What to produce
One line at a time, check the entries below for the word "StorageResult", and copy each line that has it.

[Entries taken from a collection]
++++++++
//! Session-only record store.

use serde_json::Value;
use std::collections::{BTreeMap, HashMap};
use std::sync::{Mutex, MutexGuard};

use super::error::{StorageError, StorageResult};
use super::partition::{self, scalar_to_string, PARTITIONS};
use super::RecordStore;

type Partitions = HashMap<&'static str, BTreeMap<String, Value>>;

/// Store that keeps records in memory for the lifetime of the process.
///
/// Used when the database cannot be opened, so the app keeps working for
/// the session without durability.
#[derive(Default)]
pub struct MemoryStore {
  partitions: Mutex<Option<Partitions>>,
}

impl MemoryStore {
  pub fn new() -> Self {
    Self::default()
  }

  fn lock(&self) -> StorageResult<MutexGuard<'_, Option<Partitions>>> {
    self.partitions.lock().map_err(|_| StorageError::Poisoned)
  }
}

impl RecordStore for MemoryStore {
  fn initialize(&self) -> StorageResult<()> {
    let mut guard = self.lock()?;
    if guard.is_none() {
      *guard = Some(
        PARTITIONS
          .iter()
          .map(|spec| (spec.name, BTreeMap::new()))
          .collect(),
      );
    }
    Ok(())
  }

  fn put(&self, partition: &str, record: &Value) -> StorageResult<()> {
    let spec = partition::find(partition)?;
    let key = spec.key_of(record)?;
    let mut guard = self.lock()?;
    let partitions = guard.as_mut().ok_or(StorageError::NotInitialized)?;
    partitions
      .entry(spec.name)
      .or_default()
      .insert(key, record.clone());
    Ok(())
  }

  fn get(&self, partition: &str, key: &str) -> StorageResult<Option<Value>> {
    let spec = partition::find(partition)?;
    let guard = self.lock()?;
    let partitions = guard.as_ref().ok_or(StorageError::NotInitialized)?;
    Ok(partitions.get(spec.name).and_then(|p| p.get(key)).cloned())
  }

  fn get_all(&self, partition: &str) -> StorageResult<Vec<Value>> {
    let spec = partition::find(partition)?;
    let guard = self.lock()?;
    let partitions = guard.as_ref().ok_or(StorageError::NotInitialized)?;
    Ok(
      partitions
        .get(spec.name)
        .map(|p| p.values().cloned().collect())
        .unwrap_or_default(),
    )
  }

  fn get_by_index(&self, partition: &str, index: &str, value: &str) -> StorageResult<Vec<Value>> {
    let spec = partition::find(partition)?;
    spec.check_index(index)?;
    let guard = self.lock()?;
    let partitions = guard.as_ref().ok_or(StorageError::NotInitialized)?;
    Ok(
      partitions
        .get(spec.name)
        .map(|p| {
          p.values()
            .filter(|record| {
              record.get(index).and_then(scalar_to_string).as_deref() == Some(value)
            })
            .cloned()
            .collect()
        })
        .unwrap_or_default(),
    )
  }

  fn delete(&self, partition: &str, key: &str) -> StorageResult<bool> {
    let spec = partition::find(partition)?;
    let mut guard = self.lock()?;
    let partitions = guard.as_mut().ok_or(StorageError::NotInitialized)?;
    Ok(
      partitions
        .get_mut(spec.name)
        .map(|p| p.remove(key).is_some())
        .unwrap_or(false),
    )
  }

  fn clear(&self, partition: &str) -> StorageResult<()> {
    let spec = partition::find(partition)?;
    let mut guard = self.lock()?;
    let partitions = guard.as_mut().ok_or(StorageError::NotInitialized)?;
    if let Some(p) = partitions.get_mut(spec.name) {
      p.clear();
    }
    Ok(())
  }
}

#[cfg(test)]
mod tests {
  use super::*;
  use serde_json::json;

  #[test]
  fn test_memory_store_matches_sqlite_contract() {
    let store = MemoryStore::new();
    assert!(matches!(
      store.put("teams", &json!({ "id": "1" })),
      Err(StorageError::NotInitialized)
    ));

    store.initialize().unwrap();
    store
      .put("inventory", &json!({ "id": "b", "category": "Dairy" }))
      .unwrap();
    store
      .put("inventory", &json!({ "id": "a", "category": "Dairy" }))
      .unwrap();

    let dairy = store.get_by_index("inventory", "category", "Dairy").unwrap();
    assert_eq!(dairy[0]["id"], "a");
    assert_eq!(dairy.len(), 2);

    assert!(store.get("inventory", "missing").unwrap().is_none());
    assert!(matches!(
      store.get_all("orders"),
      Err(StorageError::UnknownPartition(_))
    ));
  }
}
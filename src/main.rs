mod app;
mod cache;
mod config;
mod edge;
mod inventory;
mod logging;
mod products;
mod store;

use clap::{Parser, Subcommand};
use color_eyre::{eyre::eyre, Result};
use std::path::PathBuf;

use crate::inventory::InventoryFilter;
use crate::products::types::ProductDraft;
use crate::products::{is_valid_barcode, LookupSource};

#[derive(Parser, Debug)]
#[command(name = "larder")]
#[command(about = "Offline-first product cache and barcode lookup for kitchen inventory")]
#[command(version)]
struct Args {
  /// Path to config file (default: $XDG_CONFIG_HOME/larder/config.yaml)
  #[arg(short, long, global = true)]
  config: Option<PathBuf>,

  /// Write logs to the data directory instead of stderr
  #[arg(long, global = true)]
  log_file: bool,

  #[command(subcommand)]
  command: Command,
}

#[derive(Subcommand, Debug)]
enum Command {
  /// Resolve a barcode to a product
  Lookup { barcode: String },

  /// Add a product by hand
  Add {
    barcode: String,
    name: String,
    #[arg(long)]
    brand: Option<String>,
    #[arg(long)]
    category: Option<String>,
    #[arg(long)]
    subcategory: Option<String>,
    #[arg(long)]
    supplier: Option<String>,
    /// Cost per unit
    #[arg(long)]
    cost: Option<f64>,
    /// Weight per container in pounds
    #[arg(long)]
    weight: Option<f64>,
    /// Container type, e.g. Bag or Can
    #[arg(long)]
    container: Option<String>,
    #[arg(long)]
    dry: bool,
  },

  /// Search known products by name, brand or barcode
  Search {
    query: String,
    #[arg(long)]
    category: Option<String>,
  },

  /// Add containers of a product to stock
  Stock { barcode: String, quantity: f64 },

  /// List stock on hand
  Inventory {
    #[arg(long)]
    category: Option<String>,
    #[arg(long)]
    supplier: Option<String>,
  },

  /// Show cache and store statistics
  Stats,

  /// Queue a change for the next sync
  Queue {
    method: String,
    url: String,
    /// JSON request body
    #[arg(long)]
    body: Option<String>,
  },

  /// Replay queued changes
  Sync {
    #[arg(long, default_value = edge::SYNC_TAG)]
    tag: String,
  },

  /// Precache the asset manifest and activate the current cache generation
  Warm,

  /// Fetch a path through the edge cache
  Fetch {
    path: String,
    /// Treat the request as a page navigation
    #[arg(long)]
    navigate: bool,
  },
}

#[tokio::main]
async fn main() -> Result<()> {
  color_eyre::install()?;

  let args = Args::parse();
  let _guard = logging::init(args.log_file)?;

  let config = config::Config::load(args.config.as_deref())?;
  let app = app::App::new(config)?;

  match args.command {
    Command::Lookup { barcode } => {
      if !is_valid_barcode(&barcode) {
        return Err(eyre!("'{}' is not a valid barcode (8 or more digits)", barcode));
      }
      match app.lookup(&barcode).await {
        Some(lookup) => {
          let source = match lookup.source {
            LookupSource::Memory => "memory cache".to_string(),
            LookupSource::LocalTable => "local table".to_string(),
            LookupSource::External(name) => name.to_string(),
          };
          println!("{}", serde_json::to_string_pretty(&lookup.product)?);
          eprintln!("source: {}", source);
        }
        None => {
          println!(
            "No product found for {}. Add it with `larder add {} <name>`.",
            barcode, barcode
          );
        }
      }
    }
    Command::Add {
      barcode,
      name,
      brand,
      category,
      subcategory,
      supplier,
      cost,
      weight,
      container,
      dry,
    } => {
      let mut draft = ProductDraft::new(barcode);
      draft.name = Some(name);
      draft.brand = brand;
      draft.category = category;
      draft.subcategory = subcategory;
      draft.supplier = supplier;
      draft.cost_per_unit = cost;
      draft.weight_per_container = weight;
      draft.container_type = container;
      draft.is_dry_good = Some(dry);

      let product = app.add_product(draft)?;
      println!("{}", serde_json::to_string_pretty(&product)?);
    }
    Command::Search { query, category } => {
      let results = app.search(&query, category.as_deref());
      if results.is_empty() {
        println!("No products match '{}'", query);
      }
      for product in results {
        println!(
          "{:<14} {:<32} {:<12} {}",
          product.barcode, product.name, product.category, product.supplier
        );
      }
    }
    Command::Stock { barcode, quantity } => {
      let item = app.stock(&barcode, quantity).await?;
      println!(
        "{}: {} x {} ({:.2} lbs)",
        item.name, item.quantity, item.container_type, item.total_weight_lbs
      );
    }
    Command::Inventory { category, supplier } => {
      let items = app.inventory(&InventoryFilter { category, supplier })?;
      for item in items {
        println!(
          "{:<14} {:<32} {:>8} {:<10} {:>10.2} lbs",
          item.id, item.name, item.quantity, item.container_type, item.total_weight_lbs
        );
      }
    }
    Command::Stats => {
      let stats = app.stats()?;
      println!("store:            {}", if stats.durable { "sqlite" } else { "memory" });
      println!("products:         {}", stats.products);
      println!("pending changes:  {}", stats.pending_changes);
      println!(
        "memory cache:     {}/{} entries, {} accesses, avg age {:.1}s",
        stats.cache.size,
        stats.cache.max_size,
        stats.cache.total_accesses,
        stats.cache.average_age_seconds
      );
      match stats.last_sync {
        Some(payload) => println!(
          "last sync:        {} {}{}",
          payload.written_at().to_rfc3339(),
          payload.data,
          if stats.sync_stale { " (stale)" } else { "" }
        ),
        None => println!("last sync:        never"),
      }
    }
    Command::Queue { method, url, body } => {
      let body = body
        .map(|raw| serde_json::from_str(&raw))
        .transpose()
        .map_err(|e| eyre!("Failed to parse body as JSON: {}", e))?;
      let change = app.queue_change(&method, &url, body)?;
      println!("Queued {} {} ({})", change.method, change.url, change.id);
    }
    Command::Sync { tag } => {
      let report = app.sync(&tag).await?;
      println!("Replayed {}, failed {}", report.replayed, report.failed);
    }
    Command::Warm => {
      app.warm().await?;
      println!("Edge cache ready");
    }
    Command::Fetch { path, navigate } => {
      let response = app.fetch(&path, navigate).await?;
      eprintln!("{} {}", response.status, response.url);
      println!("{}", response.text());
    }
  }

  Ok(())
}
//! Rayon-backed parallel loops used by the executors.
//!
//! Every helper degrades to a plain sequential loop when the `parallel`
//! feature is disabled, so results never depend on the feature set.

use crate::Result;

#[cfg(feature = "parallel")]
use rayon::prelude::*;

/// A raw pointer wrapper that is `Send` + `Sync`.
///
/// # Safety
/// The caller must guarantee that the pointed-to data outlives the parallel
/// loop and that different tasks write to disjoint regions.
pub(crate) struct SendPtr<T>(pub(crate) *mut T);

impl<T> Clone for SendPtr<T> {
    fn clone(&self) -> Self {
        *self
    }
}

impl<T> Copy for SendPtr<T> {}

unsafe impl<T> Send for SendPtr<T> {}
unsafe impl<T> Sync for SendPtr<T> {}

impl<T> SendPtr<T> {
    // Accessed through a method so closures capture the whole wrapper,
    // not the bare `*mut T` field.
    #[inline]
    pub(crate) fn as_ptr(self) -> *mut T {
        self.0
    }
}

/// Run `f` on a dedicated pool of `num_threads` workers, or on the current
/// pool when `num_threads` is `None`. Blocks until `f` returns.
#[cfg(feature = "parallel")]
pub(crate) fn install<R, F>(num_threads: Option<usize>, f: F) -> Result<R>
where
    R: Send,
    F: FnOnce() -> R + Send,
{
    match num_threads {
        Some(n) => {
            let pool = rayon::ThreadPoolBuilder::new().num_threads(n).build()?;
            tracing::trace!(num_threads = n, "running on dedicated pool");
            Ok(pool.install(f))
        }
        None => Ok(f()),
    }
}

#[cfg(not(feature = "parallel"))]
pub(crate) fn install<R, F>(_num_threads: Option<usize>, f: F) -> Result<R>
where
    F: FnOnce() -> R,
{
    Ok(f())
}

/// Call `f(k, chunk)` for every `chunk_len`-element chunk of `dst`.
///
/// Chunks are disjoint, so workers never share an output location.
pub(crate) fn for_each_chunk_mut<T, F>(dst: &mut [T], chunk_len: usize, f: F)
where
    T: Send,
    F: Fn(usize, &mut [T]) + Sync + Send,
{
    #[cfg(feature = "parallel")]
    dst.par_chunks_mut(chunk_len)
        .enumerate()
        .for_each(|(k, chunk)| f(k, chunk));

    #[cfg(not(feature = "parallel"))]
    dst.chunks_mut(chunk_len)
        .enumerate()
        .for_each(|(k, chunk)| f(k, chunk));
}

/// Call `f(i)` for every `i` in `0..n`.
pub(crate) fn for_each_index<F>(n: usize, f: F)
where
    F: Fn(usize) + Sync + Send,
{
    #[cfg(feature = "parallel")]
    (0..n).into_par_iter().for_each(f);

    #[cfg(not(feature = "parallel"))]
    (0..n).for_each(f);
}
//! Public entry points: validate, size, allocate, dispatch.
//!
//! Everything that can fail (shape, signs, overflow, pool construction) is
//! checked before the output buffer exists.

use bytemuck::Pod;

use crate::config::{RepeatConfig, Strategy};
use crate::cumsum::{cumulative_sums, CumulativeSums};
use crate::execute::{execute_per_source, execute_sharded};
use crate::indices::{execute_gather, fill_indices};
use crate::maybe_sync::MaybeSend;
use crate::naive::execute_naive;
use crate::plan::plan_shards;
use crate::repeats::{validate_repeats, Repeats};
use crate::threading::install;
use crate::{RepeatError, Result};

/// Repeat each element of `src` according to `repeats`.
///
/// `repeats` is either one count per element, a single-entry vector, or a
/// scalar; the latter two apply the same count to every element.
///
/// # Errors
/// - [`RepeatError::InvalidShape`] if `repeats` has rank 2 or more
/// - [`RepeatError::LengthMismatch`] if the counts do not match `src.len()`
/// - [`RepeatError::NegativeRepeatCount`] for any negative count
/// - [`RepeatError::SizeOverflow`] if the output would not fit in memory
/// - [`RepeatError::InvalidShardWidth`] for a zero shard width
/// - [`RepeatError::InvalidElementSize`] for zero-sized `T`
pub fn repeat_interleave<T>(
    src: &[T],
    repeats: &Repeats<'_>,
    config: &RepeatConfig,
) -> Result<Vec<T>>
where
    T: Pod + MaybeSend,
{
    let elem_size = std::mem::size_of::<T>();
    if elem_size == 0 {
        return Err(RepeatError::InvalidElementSize {
            elem_size,
            byte_len: 0,
        });
    }
    let cumsum = prepare(src.len(), elem_size, repeats, config)?;
    let src_bytes: &[u8] = bytemuck::cast_slice(src);

    install(config.num_threads, || {
        let mut out = vec![<T as bytemuck::Zeroable>::zeroed(); cumsum.total()];
        dispatch(
            src_bytes,
            elem_size,
            &cumsum,
            config,
            bytemuck::cast_slice_mut(&mut out[..]),
        );
        out
    })
}

/// Repeat fixed-width records stored back to back in `src`.
///
/// `src.len()` must be a multiple of `elem_size`; the output holds
/// `sum(repeats) * elem_size` bytes.
///
/// # Errors
/// As [`repeat_interleave`], plus [`RepeatError::InvalidElementSize`] when
/// `elem_size` is zero or does not divide `src.len()`.
pub fn repeat_interleave_bytes(
    src: &[u8],
    elem_size: usize,
    repeats: &Repeats<'_>,
    config: &RepeatConfig,
) -> Result<Vec<u8>> {
    if elem_size == 0 || src.len() % elem_size != 0 {
        return Err(RepeatError::InvalidElementSize {
            elem_size,
            byte_len: src.len(),
        });
    }
    let cumsum = prepare(src.len() / elem_size, elem_size, repeats, config)?;

    install(config.num_threads, || {
        let mut out = vec![0u8; cumsum.total() * elem_size];
        dispatch(src, elem_size, &cumsum, config, &mut out);
        out
    })
}

/// Expanded source indices: position `p` holds the record that owns it.
///
/// `[0, 2, 3]` gives `[1, 1, 2, 2, 2]`. Counts must be rank 1; there is no
/// element count to broadcast a scalar against.
///
/// Only the sequential/parallel split of the configured strategy applies:
/// `Naive` (or `Auto` on a small output) fills on the calling thread, and
/// every other strategy fills in parallel over source records. There is no
/// shard planning here, so a single huge count is written by one worker.
pub fn repeat_interleave_indices(
    repeats: &Repeats<'_>,
    config: &RepeatConfig,
) -> Result<Vec<usize>> {
    config.validate()?;
    validate_repeats(repeats.dims(), repeats.counts())?;
    let cumsum = cumulative_sums(repeats.counts())?;
    check_alloc(cumsum.total(), std::mem::size_of::<usize>())?;

    install(config.num_threads, || {
        let mut out = vec![0usize; cumsum.total()];
        if config.resolve(cumsum.total()) == Strategy::Naive {
            for i in 0..cumsum.len() {
                out[cumsum.range(i)].fill(i);
            }
        } else {
            fill_indices(&cumsum, &mut out);
        }
        out
    })
}

fn prepare(
    num_records: usize,
    elem_size: usize,
    repeats: &Repeats<'_>,
    config: &RepeatConfig,
) -> Result<CumulativeSums> {
    config.validate()?;
    let counts = repeats.expand_to(num_records)?;
    let cumsum = cumulative_sums(&counts)?;
    check_alloc(cumsum.total(), elem_size)?;
    if config.resolve(cumsum.total()) == Strategy::Gather {
        check_alloc(cumsum.total(), std::mem::size_of::<usize>())?;
    }
    Ok(cumsum)
}

/// Reject outputs whose byte size does not fit an allocation.
fn check_alloc(total: usize, elem_size: usize) -> Result<()> {
    match total.checked_mul(elem_size) {
        Some(bytes) if bytes <= isize::MAX as usize => Ok(()),
        _ => Err(RepeatError::SizeOverflow),
    }
}

fn dispatch(
    src: &[u8],
    elem_size: usize,
    cumsum: &CumulativeSums,
    config: &RepeatConfig,
    dst: &mut [u8],
) {
    let total = cumsum.total();
    let strategy = config.resolve(total);
    tracing::debug!(?strategy, total, records = cumsum.len(), elem_size, "expanding");

    match strategy {
        Strategy::Naive => execute_naive(src, elem_size, cumsum, dst),
        Strategy::Auto | Strategy::Sharded => {
            let plan = plan_shards(cumsum, config.shard_width);
            execute_sharded(src, elem_size, cumsum, &plan, dst);
        }
        Strategy::PerSource => execute_per_source(src, elem_size, cumsum, dst),
        Strategy::Gather => {
            let mut indices = vec![0usize; total];
            fill_indices(cumsum, &mut indices);
            execute_gather(src, elem_size, &indices, dst);
        }
    }
}
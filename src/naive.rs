//! Sequential reference expansion.
//!
//! Used as the oracle in tests and as the fast path for outputs too small to
//! amortize thread-pool dispatch.

use crate::cumsum::CumulativeSums;
use crate::kernel::fill_run;

/// Write `count(i)` copies of record `i` for every `i`, in order, on the
/// calling thread.
///
/// # Panics
/// Panics if `src` or `dst` do not match the lengths implied by `cumsum`.
pub fn execute_naive(src: &[u8], elem_size: usize, cumsum: &CumulativeSums, dst: &mut [u8]) {
    assert!(elem_size > 0, "element size must be positive");
    assert_eq!(src.len(), cumsum.len() * elem_size);
    assert_eq!(dst.len(), cumsum.total() * elem_size);

    let mut out = dst;
    for (rec, count) in src.chunks_exact(elem_size).zip(cumsum.counts()) {
        let (head, tail) = std::mem::take(&mut out).split_at_mut(count * elem_size);
        fill_run(head, rec);
        out = tail;
    }
}
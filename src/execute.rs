//! Parallel expansion executors.
//!
//! [`execute_sharded`] fills fixed-width output shards from a [`ShardPlan`];
//! [`execute_per_source`] gives every source record its own task. Both write
//! only to disjoint output ranges and read only shared immutable inputs, so
//! no locking is involved.

use crate::cumsum::CumulativeSums;
use crate::kernel::{fill_run, record};
use crate::plan::ShardPlan;
use crate::threading::{for_each_chunk_mut, for_each_index, SendPtr};

fn check_buffers(src: &[u8], elem_size: usize, cumsum: &CumulativeSums, dst: &[u8]) {
    assert!(elem_size > 0, "element size must be positive");
    assert_eq!(
        src.len(),
        cumsum.len() * elem_size,
        "source length does not match repeat counts"
    );
    assert_eq!(
        dst.len(),
        cumsum.total() * elem_size,
        "destination length does not match total repeats"
    );
}

/// Fill every shard of `dst` concurrently.
///
/// `src` holds `cumsum.len()` records of `elem_size` bytes and `dst` must be
/// exactly `cumsum.total() * elem_size` bytes. Output is identical for any
/// shard width and thread count.
///
/// # Panics
/// Panics on buffer length mismatches or if `plan` was not built from
/// `cumsum`.
pub fn execute_sharded(
    src: &[u8],
    elem_size: usize,
    cumsum: &CumulativeSums,
    plan: &ShardPlan,
    dst: &mut [u8],
) {
    check_buffers(src, elem_size, cumsum, dst);
    assert_eq!(plan.total, cumsum.total(), "plan does not match cumulative sums");
    if dst.is_empty() {
        return;
    }

    // A shard never spans more than the whole output, so the byte width is
    // bounded by `dst.len()` even for very large configured widths.
    let width = plan.shard_width.min(plan.total);
    let shard_bytes = width * elem_size;
    for_each_chunk_mut(dst, shard_bytes, |s, shard| {
        fill_shard(s, shard, src, elem_size, cumsum, plan);
    });
}

/// Fill one shard window, starting from the record the plan recorded for it.
fn fill_shard(
    s: usize,
    shard: &mut [u8],
    src: &[u8],
    elem_size: usize,
    cumsum: &CumulativeSums,
    plan: &ShardPlan,
) {
    let start = s * plan.shard_width;
    debug_assert_eq!(shard.len(), plan.shard_len(s) * elem_size);

    let mut cursor = plan.boundary(s);
    let end = cumsum.end(cursor);
    assert!(
        end >= start,
        "shard {s} starts at {start} but boundary record {cursor} ends at {end}"
    );
    let mut remaining = end - start;

    let mut out = shard;
    while !out.is_empty() {
        // Zero counts own no output; a shard may also begin on one (shard 0).
        while remaining == 0 {
            cursor += 1;
            remaining = cumsum.count(cursor);
        }
        let run = remaining.min(out.len() / elem_size);
        let (head, tail) = std::mem::take(&mut out).split_at_mut(run * elem_size);
        fill_run(head, record(src, elem_size, cursor));
        remaining -= run;
        out = tail;
    }
}

/// Fill `dst` with one task per source record.
///
/// Needs no plan, but a single large count keeps one worker busy while the
/// others idle; prefer [`execute_sharded`] for skewed counts.
///
/// # Panics
/// Panics on buffer length mismatches.
pub fn execute_per_source(src: &[u8], elem_size: usize, cumsum: &CumulativeSums, dst: &mut [u8]) {
    check_buffers(src, elem_size, cumsum, dst);

    let dst_ptr = SendPtr(dst.as_mut_ptr());
    for_each_index(cumsum.len(), |i| {
        let range = cumsum.range(i);
        if range.is_empty() {
            return;
        }
        // SAFETY: prefix sums are monotonic, so record ranges are disjoint and
        // lie inside `dst`, which outlives this loop.
        let out = unsafe {
            std::slice::from_raw_parts_mut(
                dst_ptr.as_ptr().add(range.start * elem_size),
                range.len() * elem_size,
            )
        };
        fill_run(out, record(src, elem_size, i));
    });
}

#[cfg(test)]
mod tests {
    use super::*;
    use crate::cumsum::cumulative_sums;
    use crate::naive::execute_naive;
    use crate::plan::plan_shards;

    fn sharded(src: &[u8], elem_size: usize, counts: &[i64], width: usize) -> Vec<u8> {
        let cs = cumulative_sums(counts).unwrap();
        let plan = plan_shards(&cs, width);
        let mut dst = vec![0u8; cs.total() * elem_size];
        execute_sharded(src, elem_size, &cs, &plan, &mut dst);
        dst
    }

    fn per_source(src: &[u8], elem_size: usize, counts: &[i64]) -> Vec<u8> {
        let cs = cumulative_sums(counts).unwrap();
        let mut dst = vec![0u8; cs.total() * elem_size];
        execute_per_source(src, elem_size, &cs, &mut dst);
        dst
    }

    #[test]
    fn test_sharded_leading_zero() {
        assert_eq!(sharded(&[0, 1, 2], 1, &[0, 2, 3], 4), vec![1, 1, 2, 2, 2]);
    }

    #[test]
    fn test_sharded_zero_in_middle() {
        assert_eq!(
            sharded(&[0, 1, 2], 1, &[3, 0, 5], 4),
            vec![0, 0, 0, 2, 2, 2, 2, 2]
        );
    }

    #[test]
    fn test_sharded_single_record_many_shards() {
        assert_eq!(sharded(&[0], 1, &[5], 2), vec![0; 5]);
    }

    #[test]
    fn test_sharded_trailing_zeros_and_exact_fill() {
        let src = [9u8, 8, 7, 6];
        assert_eq!(
            sharded(&src, 1, &[2, 2, 0, 0], 2),
            vec![9, 9, 8, 8]
        );
        assert_eq!(
            sharded(&src, 1, &[0, 0, 4, 0], 2),
            vec![7, 7, 7, 7]
        );
    }

    #[test]
    fn test_sharded_empty() {
        assert!(sharded(&[], 4, &[], 8).is_empty());
        assert!(sharded(&[1, 2, 3, 4], 4, &[0], 8).is_empty());
    }

    #[test]
    fn test_sharded_wide_records() {
        let src: Vec<u8> = (0..36).collect();
        let counts = [1, 0, 3];
        let out = sharded(&src, 12, &counts, 2);
        let expected: Vec<u8> = src[..12]
            .iter()
            .chain(src[24..].iter().cycle().take(36))
            .copied()
            .collect();
        assert_eq!(out, expected);
    }

    #[test]
    fn test_sharded_matches_naive_all_widths() {
        let counts = [0, 3, 1, 0, 0, 9, 2, 0, 4, 1, 17, 0];
        let src: Vec<u8> = (0..counts.len() as u8 * 2).collect();
        let cs = cumulative_sums(&counts).unwrap();
        let mut expected = vec![0u8; cs.total() * 2];
        execute_naive(&src, 2, &cs, &mut expected);

        for width in 1..=40 {
            assert_eq!(sharded(&src, 2, &counts, width), expected, "width {width}");
        }
    }

    #[test]
    fn test_sharded_width_larger_than_output() {
        let src = [1u8, 0, 2, 0];
        let expected = vec![1, 0, 1, 0, 2, 0, 2, 0, 2, 0];
        for width in [6, 1 << 20, 1usize << (usize::BITS - 1), usize::MAX] {
            assert_eq!(sharded(&src, 2, &[2, 3], width), expected, "width {width}");
        }
    }

    #[test]
    fn test_per_source_matches_naive() {
        let counts = [0, 3, 1, 0, 0, 9, 2, 0, 4, 1, 17, 0];
        let src: Vec<u8> = (0..counts.len() as u8 * 4).collect();
        let cs = cumulative_sums(&counts).unwrap();
        let mut expected = vec![0u8; cs.total() * 4];
        execute_naive(&src, 4, &cs, &mut expected);
        assert_eq!(per_source(&src, 4, &counts), expected);
    }

    #[test]
    #[should_panic(expected = "destination length")]
    fn test_wrong_destination_length_panics() {
        let cs = cumulative_sums(&[2]).unwrap();
        let plan = plan_shards(&cs, 4);
        let mut dst = vec![0u8; 3];
        execute_sharded(&[1], 1, &cs, &plan, &mut dst);
    }
}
++++++++
Task response
use super::error::{StorageError, StorageResult};
  fn lock(&self) -> StorageResult<MutexGuard<'_, Option<Partitions>>> {
  fn initialize(&self) -> StorageResult<()> {
  fn put(&self, partition: &str, record: &Value) -> StorageResult<()> {
  fn get(&self, partition: &str, key: &str) -> StorageResult<Option<Value>> {
  fn get_all(&self, partition: &str) -> StorageResult<Vec<Value>> {
  fn get_by_index(&self, partition: &str, index: &str, value: &str) -> StorageResult<Vec<Value>> {
  fn delete(&self, partition: &str, key: &str) -> StorageResult<bool> {
  fn clear(&self, partition: &str) -> StorageResult<()> {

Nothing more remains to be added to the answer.